1. An estimation method for an effective value of an embedded acquisition alternating current signal is characterized by comprising the following steps:

step one, obtaining an alternating current signal sampling square average value x;

step two, if x=0, directly outputting an effective value y of the alternating current signal, wherein y=0;

step three, if x is not equal to 0, searching for 2 ⁱ <=x, and 2 ⁱ⁺¹ >I value where=x holds, i represents a power exponent of 2;

step four, calculating y value:

wherein, if i is an odd number:

then calculate 2 ⁱ⁺¹ Difference v from x, v=2 ⁱ⁺¹ -x；

i’＝INT(i/2+1)；

s＝2 ^i’ ；

v’＝v/2 ^i’+1 ；

y=s- (v' ×k); k is an empirical coefficient; INT () represents an integer;

if i is an even number:

difference v=x-2 ⁱ ；

i’＝i/2；

s＝2 ^i’ ；

v’＝v/2 ^i’+1 ；

y＝s+(v’/k)；

Wherein y is the effective value of the alternating current signal;

and step five, outputting a y value.

2. The method for estimating an effective value of an ac signal for embedded acquisition as recited in claim 1, wherein the i value is obtained by a dichotomy.

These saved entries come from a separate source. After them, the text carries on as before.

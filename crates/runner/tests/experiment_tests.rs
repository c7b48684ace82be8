//! End-to-end experiment runs with real `sh`/`sleep` processes

use runner_lib::config::{CollectorConfig, ExperimentConfig};
use runner_lib::supervisor::CommandSpec;
use runner_lib::{ComponentStatus, Experiment, MetricKind, Normalizer, SummaryReporter};
use std::path::Path;
use std::process::Command;
use tokio::sync::broadcast;

const DISKSTATS: &str = "   8       0 sda 1200 30 96000 500 100 120 812000 9000 0 7000 9500\n";

const PIDSTAT_ROW: &str = "12:00:01 1000 4242 0.00 1024.00 0.00 0 sleep";

fn write_config(dir: &Path, device: &str, program: &str, scaphandre: bool) -> std::path::PathBuf {
    let counters = dir.join("diskstats");
    std::fs::write(&counters, DISKSTATS).unwrap();

    let toml = format!(
        r#"
log_dir = "{logs}"
counter_source = "{counters}"
poll_interval_secs = 1
grace_period_secs = 2

[device]
id = "{device}"

[process_filter]
token = "sleep"

[workload]
program = "{program}"
args = ["-c", "sleep 0.3"]

[[collectors]]
name = "pidstat"
program = "sh"
args = ["-c", "echo '{row}'; sleep 30"]
log_file = "pidstat.log"

[normalizer.iotop]
enabled = false

[normalizer.scaphandre]
enabled = {scaphandre}
"#,
        logs = dir.join("logs").display(),
        counters = counters.display(),
        device = device,
        program = program,
        row = PIDSTAT_ROW,
        scaphandre = scaphandre,
    );
    let path = dir.join("wearwatch.toml");
    std::fs::write(&path, toml).unwrap();
    path
}

fn run_binary(config: &Path) -> i32 {
    Command::new(env!("CARGO_BIN_EXE_wearwatch"))
        .arg(config)
        .env_remove("WEARWATCH_CONFIG")
        .status()
        .expect("failed to run wearwatch")
        .code()
        .expect("wearwatch was killed by a signal")
}

#[test]
fn test_clean_run_exits_zero_and_writes_outputs() {
    let dir = tempfile::tempdir().unwrap();
    let config = write_config(dir.path(), "sda", "sh", false);

    assert_eq!(run_binary(&config), 0);

    let logs = dir.path().join("logs");
    let summary: serde_json::Value =
        serde_json::from_str(&std::fs::read_to_string(logs.join("summary.json")).unwrap()).unwrap();
    assert_eq!(summary["exit_code"], 0);
    assert_eq!(summary["workload_state"], "completed");

    let pidstat = summary["sources"]
        .as_array()
        .unwrap()
        .iter()
        .find(|s| s["source"] == "pidstat")
        .unwrap();
    assert_eq!(pidstat["total"], 1024.0 * 1024.0);

    let metrics = std::fs::read_to_string(logs.join("metrics.prom")).unwrap();
    assert!(metrics.contains("wearwatch_live_collectors"));
    assert!(logs.join("pidstat.log").exists());
}

#[test]
fn test_invalid_config_exits_one() {
    let dir = tempfile::tempdir().unwrap();
    let config = write_config(dir.path(), "", "sh", false);
    assert_eq!(run_binary(&config), 1);
    assert!(!dir.path().join("logs").join("summary.json").exists());
}

#[test]
fn test_missing_config_file_exits_one() {
    let dir = tempfile::tempdir().unwrap();
    assert_eq!(run_binary(&dir.path().join("absent.toml")), 1);
}

#[test]
fn test_workload_spawn_failure_exits_two() {
    let dir = tempfile::tempdir().unwrap();
    let config = write_config(dir.path(), "sda", "/nonexistent/plotter", false);
    assert_eq!(run_binary(&config), 2);
}

#[test]
fn test_missing_energy_trace_exits_three() {
    let dir = tempfile::tempdir().unwrap();
    let config = write_config(dir.path(), "sda", "sh", true);
    assert_eq!(run_binary(&config), 3);
}

#[tokio::test]
async fn test_restarted_collector_in_process() {
    let dir = tempfile::tempdir().unwrap();
    let counters = dir.path().join("diskstats");
    std::fs::write(&counters, DISKSTATS).unwrap();

    let mut config: ExperimentConfig = serde_json::from_value(serde_json::json!({
        "log_dir": dir.path().join("logs"),
        "device": {"id": "sda"},
        "counter_source": counters,
        "process_filter": {"token": "sleep"},
        "workload": {"program": "sh", "args": ["-c", "sleep 2.5"]},
        "poll_interval_secs": 1,
        "grace_period_secs": 1,
        "normalizer": {"iotop": {"enabled": false}, "scaphandre": {"enabled": false}}
    }))
    .unwrap();
    config.collectors.push(CollectorConfig {
        name: "pidstat".to_string(),
        command: CommandSpec::new("sh", vec!["-c".to_string(), format!("echo '{}'", PIDSTAT_ROW)]),
        log_file: Some("pidstat.log".to_string()),
    });
    config.validate().unwrap();

    let (_tx, rx) = broadcast::channel(1);
    let outcome = Experiment::new(&config).run(rx).await.unwrap();
    let reports = Normalizer::from_config(&config, outcome.window())
        .unwrap()
        .run()
        .await;
    let summary = SummaryReporter::build(&outcome, &reports);

    // the collector exits right away and is restarted at every poll
    let restarts = summary.restart_counts()[0].1;
    assert!(restarts >= 1, "expected restarts, got {}", restarts);

    let pidstat = summary.source("pidstat", MetricKind::BytesWritten).unwrap();
    assert_eq!(pidstat.status, ComponentStatus::Healthy);
    assert_eq!(pidstat.total, (restarts as f64 + 1.0) * 1024.0 * 1024.0);
    assert_eq!(summary.exit_code, 0);
}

3. The method for estimating an effective value of an ac signal as recited in claim 1, wherein x has a value in the range of 0,2 ³² -1]。

4. The method for estimating an effective value of an ac signal for embedded acquisition according to claim 1, wherein k=1.15.

5. The method for estimating an effective value of an ac signal according to claim 1, wherein in the fifth step, if y is greater than or equal to 65535, y=65535 is output; otherwise, directly outputting the y value obtained by the calculation in the step four.